Employer 1 Case Specifics
- HR needed additional resources to educate and communicate a new FSA plan to 602 white collar employees across 4 different locations
- HR chose face to face communication for each location with call center back up although the meetings were not mandatory
- An online scheduling tool was implemented for employee sign ups and post card mailers announcing the enrollment and product offering were sent out to each employee
- The broker and employer chose to offer voluntary Accident, Critical Illness and Hospital Indemnity as the product mix
Employer 2 Case Specifics
- HR needed additional resources to educate and communicate a High Deductible Health Plan to 486 grey collar employees across 8 locations
- HR chose face to face meetings for all employees with call center backup and the meetings were mandatory
- Benefit guides and post card mailers announcing the enrollment were sent out to each employee
- The broker and employer chose to offer voluntary Accident, Critical Illness, Individual Disability and Term to 100 Life Insurance as the product mix
The Results
Employer 1 made the meetings mandatory only for those who wanted to sign up for the FSA plan and the decision yielded 284 of the 602 employees seen by WBS counselors or 47% of the population. The total premium written in the case was $82,084. Since the employer did not offer a life product, the leading product premium was Critical Illness. After the enrollment expenses were funded, the broker made $12,575 on the case.

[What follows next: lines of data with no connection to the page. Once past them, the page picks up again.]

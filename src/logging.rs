//! Log subscriber setup for bindery
//!
//! Registrations, collection creation and freezes are logged at `DEBUG`
//! under the `bindery` target; resolutions and injected invocations at
//! `TRACE`. This module installs a `tracing-subscriber` that prints them.
//!
//! # Features
//!
//! - `logging` - emit events (default)
//! - `logging-json` - JSON structured output
//! - `logging-pretty` - multi-line human-readable output
//!
//! Without `logging-json` or `logging-pretty` the `init*` functions do
//! nothing, so an application can install its own subscriber instead.
//!
//! # Example
//!
//! ```rust,ignore
//! use bindery::logging;
//!
//! logging::init();
//!
//! logging::builder()
//!     .trace()
//!     .bindery_only()
//!     .compact()
//!     .init();
//! ```

use tracing::Level;

/// Target every bindery event is emitted under.
pub const TARGET: &str = "bindery";

/// Output format
#[derive(Debug, Clone, Copy, PartialEq, Eq, Default)]
pub enum LogFormat {
    #[default]
    Json,
    Pretty,
    /// Single-line output
    Compact,
}

/// Builder for the log subscriber
#[derive(Debug, Clone)]
pub struct LoggingBuilder {
    level: Level,
    format: LogFormat,
    target: Option<&'static str>,
    from_env: bool,
    with_file: bool,
    with_line_number: bool,
    with_thread_ids: bool,
}

impl Default for LoggingBuilder {
    fn default() -> Self {
        Self {
            level: Level::DEBUG,
            format: LogFormat::Json,
            target: None,
            from_env: false,
            with_file: false,
            with_line_number: false,
            with_thread_ids: false,
        }
    }
}

impl LoggingBuilder {
    pub fn new() -> Self {
        Self::default()
    }

    pub fn with_level(mut self, level: Level) -> Self {
        self.level = level;
        self
    }

    /// Include resolutions and injected invocations.
    pub fn trace(self) -> Self {
        self.with_level(Level::TRACE)
    }

    pub fn debug(self) -> Self {
        self.with_level(Level::DEBUG)
    }

    pub fn info(self) -> Self {
        self.with_level(Level::INFO)
    }

    pub fn warn(self) -> Self {
        self.with_level(Level::WARN)
    }

    /// Keep only events from `target`.
    pub fn with_target_filter(mut self, target: &'static str) -> Self {
        self.target = Some(target);
        self
    }

    /// Keep only bindery's own events.
    pub fn bindery_only(self) -> Self {
        self.with_target_filter(TARGET)
    }

    /// Prefer the `RUST_LOG` directives when the variable is set.
    pub fn from_env(mut self) -> Self {
        self.from_env = true;
        self
    }

    pub fn with_file(mut self) -> Self {
        self.with_file = true;
        self
    }

    pub fn with_line_number(mut self) -> Self {
        self.with_line_number = true;
        self
    }

    pub fn with_thread_ids(mut self) -> Self {
        self.with_thread_ids = true;
        self
    }

    pub fn json(mut self) -> Self {
        self.format = LogFormat::Json;
        self
    }

    pub fn pretty(mut self) -> Self {
        self.format = LogFormat::Pretty;
        self
    }

    pub fn compact(mut self) -> Self {
        self.format = LogFormat::Compact;
        self
    }

    /// Filter directive built from the level and target settings.
    pub fn directive(&self) -> String {
        match self.target {
            Some(target) => format!("{}={}", target, self.level),
            None => self.level.to_string(),
        }
    }

    /// Install the subscriber globally.
    ///
    /// Does nothing if a global subscriber is already installed.
    #[cfg(any(feature = "logging-json", feature = "logging-pretty"))]
    pub fn init(self) {
        use tracing_subscriber::{EnvFilter, fmt, prelude::*};

        let filter = if self.from_env {
            EnvFilter::try_from_default_env().unwrap_or_else(|_| EnvFilter::new(self.directive()))
        } else {
            EnvFilter::new(self.directive())
        };

        let layer = fmt::layer()
            .with_file(self.with_file)
            .with_line_number(self.with_line_number)
            .with_thread_ids(self.with_thread_ids)
            .with_target(true);

        let registry = tracing_subscriber::registry().with(filter);
        let _ = match self.format {
            #[cfg(feature = "logging-json")]
            LogFormat::Json => registry.with(layer.json()).try_init(),
            #[cfg(not(feature = "logging-json"))]
            LogFormat::Json => registry.with(layer).try_init(),
            LogFormat::Pretty => registry.with(layer.pretty()).try_init(),
            LogFormat::Compact => registry.with(layer.compact()).try_init(),
        };
    }

    #[cfg(not(any(feature = "logging-json", feature = "logging-pretty")))]
    pub fn init(self) {}
}

pub fn builder() -> LoggingBuilder {
    LoggingBuilder::new()
}

/// Install a `DEBUG` subscriber, JSON if `logging-json` is enabled and
/// pretty otherwise.
pub fn init() {
    #[cfg(feature = "logging-json")]
    init_json();
    #[cfg(not(feature = "logging-json"))]
    init_pretty();
}

/// JSON lines, one object per event:
///
/// ```json
/// {"timestamp":"2026-01-01T00:00:00.000Z","level":"DEBUG","target":"bindery","fields":{"message":"Registered binding","mode":"into_set","lifetime":"singleton","service":"app::Logger","source":"app"}}
/// ```
pub fn init_json() {
    builder().json().debug().init();
}

pub fn init_pretty() {
    builder().pretty().debug().init();
}

/// `DEBUG` for bindery, nothing from other crates.
pub fn init_bindery_only() {
    builder().bindery_only().debug().init();
}

#[cfg(test)]
mod tests {
    use super::*;

    #[test]
    fn test_builder_defaults() {
        let builder = LoggingBuilder::default();
        assert_eq!(builder.level, Level::DEBUG);
        assert_eq!(builder.format, LogFormat::Json);
        assert!(builder.target.is_none());
        assert_eq!(builder.directive(), "DEBUG");
    }

    #[test]
    fn test_builder_chain() {
        let builder = LoggingBuilder::new()
            .trace()
            .compact()
            .with_file()
            .from_env()
            .bindery_only();

        assert_eq!(builder.format, LogFormat::Compact);
        assert!(builder.with_file);
        assert!(builder.from_env);
        assert_eq!(builder.directive(), "bindery=TRACE");
    }
}
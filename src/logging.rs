//! Structured logging setup.
//!
//! The governance layer only emits `tracing` events; hosts that do not
//! install their own subscriber can call [`init`] once at startup.
//!
//! `RUST_LOG` controls filtering (default `info`), e.g.
//! `RUST_LOG=sql_governance=debug`.

use std::str::FromStr;

use tracing_subscriber::{EnvFilter, fmt, layer::SubscriberExt, util::SubscriberInitExt};

use crate::error::ConfigError;

/// Output format for log lines.
#[derive(Debug, Clone, Copy, PartialEq, Eq, Default)]
pub enum LogFormat {
    /// Human-readable, multi-line.
    #[default]
    Pretty,
    /// Single-line human-readable.
    Compact,
    /// One JSON object per event.
    Json,
}

impl FromStr for LogFormat {
    type Err = ConfigError;

    fn from_str(s: &str) -> Result<Self, Self::Err> {
        match s.trim().to_ascii_lowercase().as_str() {
            "pretty" | "" => Ok(Self::Pretty),
            "compact" => Ok(Self::Compact),
            "json" => Ok(Self::Json),
            other => Err(ConfigError::InvalidValue {
                key: "SQLGOV_LOG_FORMAT".to_string(),
                message: format!("expected pretty|compact|json, got '{other}'"),
            }),
        }
    }
}

impl LogFormat {
    /// Read `SQLGOV_LOG_FORMAT`, falling back to pretty output.
    pub fn from_env() -> Self {
        std::env::var("SQLGOV_LOG_FORMAT")
            .ok()
            .and_then(|raw| raw.parse().ok())
            .unwrap_or_default()
    }
}

/// Install a global subscriber. Returns `false` if one was already set.
pub fn init(format: LogFormat) -> bool {
    let filter = EnvFilter::try_from_default_env().unwrap_or_else(|_| EnvFilter::new("info"));
    let registry = tracing_subscriber::registry().with(filter);

    let result = match format {
        LogFormat::Pretty => registry.with(fmt::layer().pretty()).try_init(),
        LogFormat::Compact => registry.with(fmt::layer().compact()).try_init(),
        LogFormat::Json => registry
            .with(fmt::layer().json().with_current_span(false))
            .try_init(),
    };

    result.is_ok()
}
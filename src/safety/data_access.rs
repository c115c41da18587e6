//! Data-access check: configured sensitive tables/columns and bulk
//! aggregation patterns.

use aho_corasick::{AhoCorasick, MatchKind};

use crate::safety::types::{CheckDetails, RiskLevel, SafetyCheckResult, SafetyCheckType};

const AGGREGATE_PATTERNS: [&str; 5] = ["count(*)", "sum(", "avg(", "max(", "min("];

pub struct DataAccessChecker {
    sensitive_tables: Vec<String>,
    sensitive_columns: Vec<String>,
    aggregates: AhoCorasick,
}

impl DataAccessChecker {
    pub fn new(sensitive_tables: &[String], sensitive_columns: &[String]) -> Self {
        let aggregates = AhoCorasick::builder()
            .ascii_case_insensitive(true)
            .match_kind(MatchKind::LeftmostFirst)
            .build(AGGREGATE_PATTERNS)
            .expect("Failed to build aggregate matcher");

        Self {
            sensitive_tables: normalize(sensitive_tables),
            sensitive_columns: normalize(sensitive_columns),
            aggregates,
        }
    }

    pub fn check(&self, query: &str) -> SafetyCheckResult {
        let query_lower = query.to_lowercase();
        let mut issues = Vec::new();

        for table in &self.sensitive_tables {
            if query_lower.contains(table.as_str()) {
                issues.push(format!("Access to sensitive table: {table}"));
            }
        }
        for column in &self.sensitive_columns {
            if query_lower.contains(column.as_str()) {
                issues.push(format!("Access to sensitive column: {column}"));
            }
        }

        let mut seen = [false; AGGREGATE_PATTERNS.len()];
        for mat in self.aggregates.find_iter(&query_lower) {
            seen[mat.pattern().as_usize()] = true;
        }
        for (pattern, _) in AGGREGATE_PATTERNS.iter().zip(seen).filter(|(_, hit)| *hit) {
            issues.push(format!("Data aggregation pattern: {pattern}"));
        }

        if issues.is_empty() {
            return SafetyCheckResult::new(
                SafetyCheckType::DataAccess,
                true,
                RiskLevel::Low,
                0.9,
                "Data access check passed",
                CheckDetails::DataAccess { issues },
            );
        }

        SafetyCheckResult::new(
            SafetyCheckType::DataAccess,
            false,
            RiskLevel::Medium,
            0.8,
            format!("Data access concerns: {}", issues.join("; ")),
            CheckDetails::DataAccess { issues },
        )
    }
}

impl Default for DataAccessChecker {
    fn default() -> Self {
        Self::new(&[], &[])
    }
}

fn normalize(names: &[String]) -> Vec<String> {
    names
        .iter()
        .map(|n| n.trim().to_lowercase())
        .filter(|n| !n.is_empty())
        .collect()
}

Employer 2 made the employee meetings mandatory and WBS counselors were able to meet with 439 of the 486 employees or 90% of the group. The total premium written in the case was $221,258 and the life insurance product accounted for $94,467 or 43% of the premium. The life insurance product was the leading choice of all the voluntary offerings and contributed 62% of the commission profit in the case. After the enrollment expenses were covered, the broker made $76,000 on the case.
The Take Away
While both employers deployed similar resources and accomplished the goal of funding an enrollment project with the buying power of voluntary benefits, the results from a profit perspective were drastically different for each broker. In order to maximize each broker opportunity with voluntary benefits, the project conditions and the product mix are critical decisions which directly affect the results.